When you discover that The Great Destroyer was recorded while lead singer/songwriter Alan Sparhawk was on the verge of a nervous breakdown, their seventh record takes on an extra weighted potency. During the tour behind their latest release, Sparhawk found himself unable to continue with Low and even issued a public statement published on their website explaining his status:

"I have not been very mentally stable for the last while. Due to this, touring at this time has become too much of a burden on everyone involved. My current problems and instability create undue and unnecessary stress for everyone close to me, especially on the road...[these] months have been some of the hardest to live through."

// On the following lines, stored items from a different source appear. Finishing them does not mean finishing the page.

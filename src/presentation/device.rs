//! The holder's side of engagement.
//!
//! It is handled through the **State pattern**:
//!
//! ```text
//! SessionManagerInit ──qr_engagement()/nfc_engagement()──▶ SessionManagerEngaged
//!                                                               │
//!                                     Session::start_as_holder ◀┘
//! ```
//!
//! [SessionManagerInit::initialise] generates the ephemeral device key and builds the
//! engagement. Once the engagement has been shown to a reader, the engaged state is
//! handed to [Session::start_as_holder](crate::presentation::session::Session::start_as_holder),
//! which waits for the reader's `SessionEstablishment`.
use crate::definitions::device_engagement::{Capabilities, ConnectionMethod, DeviceEngagement};
use crate::definitions::helpers::{ByteStr, Tag24};
use crate::definitions::session::{
    self, EphemeralKeyPair, EstablishedSession, Handover, SessionEstablishment, SessionTranscript,
};
use crate::definitions::EC2Curve;
use crate::error::{EngagementError, Result};

/// Initialisation state.
///
/// Holds the ephemeral device key and the device engagement built around it.
/// You enter this state by calling [SessionManagerInit::initialise].
#[derive(Debug)]
pub struct SessionManagerInit {
    e_device_key: EphemeralKeyPair,
    device_engagement: Tag24<DeviceEngagement>,
}

/// Engaged state.
///
/// The engagement has been handed to a reader, by QR code or NFC.
#[derive(Debug)]
pub struct SessionManagerEngaged {
    e_device_key: EphemeralKeyPair,
    device_engagement: Tag24<DeviceEngagement>,
    handover: Handover,
}

impl SessionManagerInit {
    /// Generate a P-256 ephemeral key and an engagement offering `connection_methods`,
    /// in order of preference.
    pub fn initialise(
        connection_methods: Vec<ConnectionMethod>,
        capabilities: Option<Capabilities>,
    ) -> Result<Self> {
        Self::initialise_with_curve(EC2Curve::P256, connection_methods, capabilities)
    }

    pub fn initialise_with_curve(
        curve: EC2Curve,
        connection_methods: Vec<ConnectionMethod>,
        capabilities: Option<Capabilities>,
    ) -> Result<Self> {
        let e_device_key = EphemeralKeyPair::generate(curve)?;
        let device_engagement =
            DeviceEngagement::new(e_device_key.public_key(), connection_methods, capabilities)?;
        let device_engagement = Tag24::new(device_engagement)
            .map_err(|e| EngagementError::malformed(format!("unable to encode: {e}")))?;
        tracing::debug!(?curve, "holder engagement created");
        Ok(Self {
            e_device_key,
            device_engagement,
        })
    }

    pub fn device_engagement(&self) -> &Tag24<DeviceEngagement> {
        &self.device_engagement
    }

    /// `DeviceEngagementBytes`, for delivery over a channel other than QR.
    pub fn engagement_bytes(&self) -> &[u8] {
        &self.device_engagement.inner_bytes
    }

    /// Identifies this holder to a BLE reader.
    pub fn ble_ident(&self) -> Result<[u8; 16]> {
        Ok(session::ble_ident(&self.device_engagement.as_ref().security.1)?)
    }

    /// Engage by QR code. Returns the engaged state and the `mdoc:` URI to display.
    pub fn qr_engagement(self) -> (SessionManagerEngaged, String) {
        let qr_code_uri = self.device_engagement.to_qr_code_uri();
        let engaged = SessionManagerEngaged {
            e_device_key: self.e_device_key,
            device_engagement: self.device_engagement,
            handover: Handover::Qr,
        };
        (engaged, qr_code_uri)
    }

    /// Engage by NFC static or negotiated handover; the handover messages become part
    /// of the session transcript.
    pub fn nfc_engagement(
        self,
        handover_select: Vec<u8>,
        handover_request: Option<Vec<u8>>,
    ) -> SessionManagerEngaged {
        SessionManagerEngaged {
            e_device_key: self.e_device_key,
            device_engagement: self.device_engagement,
            handover: Handover::Nfc {
                handover_select: ByteStr::from(handover_select),
                handover_request: handover_request.map(ByteStr::from),
            },
        }
    }
}

impl SessionManagerEngaged {
    pub fn device_engagement(&self) -> &Tag24<DeviceEngagement> {
        &self.device_engagement
    }

    pub fn handover(&self) -> &Handover {
        &self.handover
    }

    /// Derive the session keys from the reader's `SessionEstablishment`.
    pub(crate) fn process_session_establishment(
        &self,
        establishment: &SessionEstablishment,
    ) -> Result<EstablishedSession> {
        let transcript = SessionTranscript::new(
            self.device_engagement.clone(),
            establishment.e_reader_key.clone(),
            self.handover.clone(),
        );
        Ok(session::establish(
            &self.e_device_key,
            establishment.e_reader_key.as_ref(),
            transcript,
        )?)
    }
}

#[cfg(test)]
mod test {
    use uuid::Uuid;

    use super::*;
    use crate::definitions::device_engagement::{BleOptions, PeripheralServerMode};
    use crate::error::SessionError;

    fn ble() -> ConnectionMethod {
        ConnectionMethod::Ble(BleOptions {
            peripheral_server_mode: Some(PeripheralServerMode {
                uuid: Uuid::new_v4(),
                ble_device_address: None,
            }),
            central_client_mode: None,
        })
    }

    #[test]
    fn qr_engagement_roundtrips() {
        let init = SessionManagerInit::initialise(vec![ble()], None).unwrap();
        let bytes = init.engagement_bytes().to_vec();
        let (engaged, uri) = init.qr_engagement();
        let decoded = Tag24::<DeviceEngagement>::from_qr_code_uri(&uri).unwrap();
        assert_eq!(decoded.inner_bytes, bytes);
        assert_eq!(engaged.handover(), &Handover::Qr);
    }

    #[test]
    fn no_methods_is_an_engagement_error() {
        assert_eq!(
            SessionManagerInit::initialise(vec![], None).unwrap_err(),
            SessionError::Engagement(EngagementError::NoTransportsOffered)
        );
    }

    #[test]
    fn p384_engagement() {
        let init =
            SessionManagerInit::initialise_with_curve(EC2Curve::P384, vec![ble()], None).unwrap();
        assert_eq!(
            init.device_engagement().as_ref().e_device_key().ec2_curve(),
            Some(EC2Curve::P384)
        );
        assert_eq!(init.ble_ident().unwrap().len(), 16);
    }

    #[test]
    fn nfc_handover_is_kept() {
        let init = SessionManagerInit::initialise(vec![ble()], None).unwrap();
        let engaged = init.nfc_engagement(vec![0xd1, 0x02], None);
        assert!(matches!(engaged.handover(), Handover::Nfc { .. }));
    }
}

Destroyer is drenched with those heartbreaking sentiments and for them, an unprecedented aggression. Low is a band that, up to this point, had been known as a quiet, unimposing trio lulling their listeners into a gentle sway. And while The Great Destroyer is not a rollicking rock record per se, it is a vibrant one rife with distorted echoes and sharp anger. "Monkey," the opening song, repeats the beautiful harmonic threat/mantra "tonight the monkey dies" over and over, while "Everybody's Song" promises to break everybody's heart (and does). Later on, Low records possibly the most poignant two minutes and twenty-eight seconds ever caught on tape (the equally haunting video can be seen here). "Death Of A Salesman" tells the story of a man who eventually gives up his dream of being a musician and thereafter burns his guitar out of bitterness and disappointment. After hearing The Great Destroyer, we can only hope this isn't Sparhawk's subtle way of threatening us with permanent silence.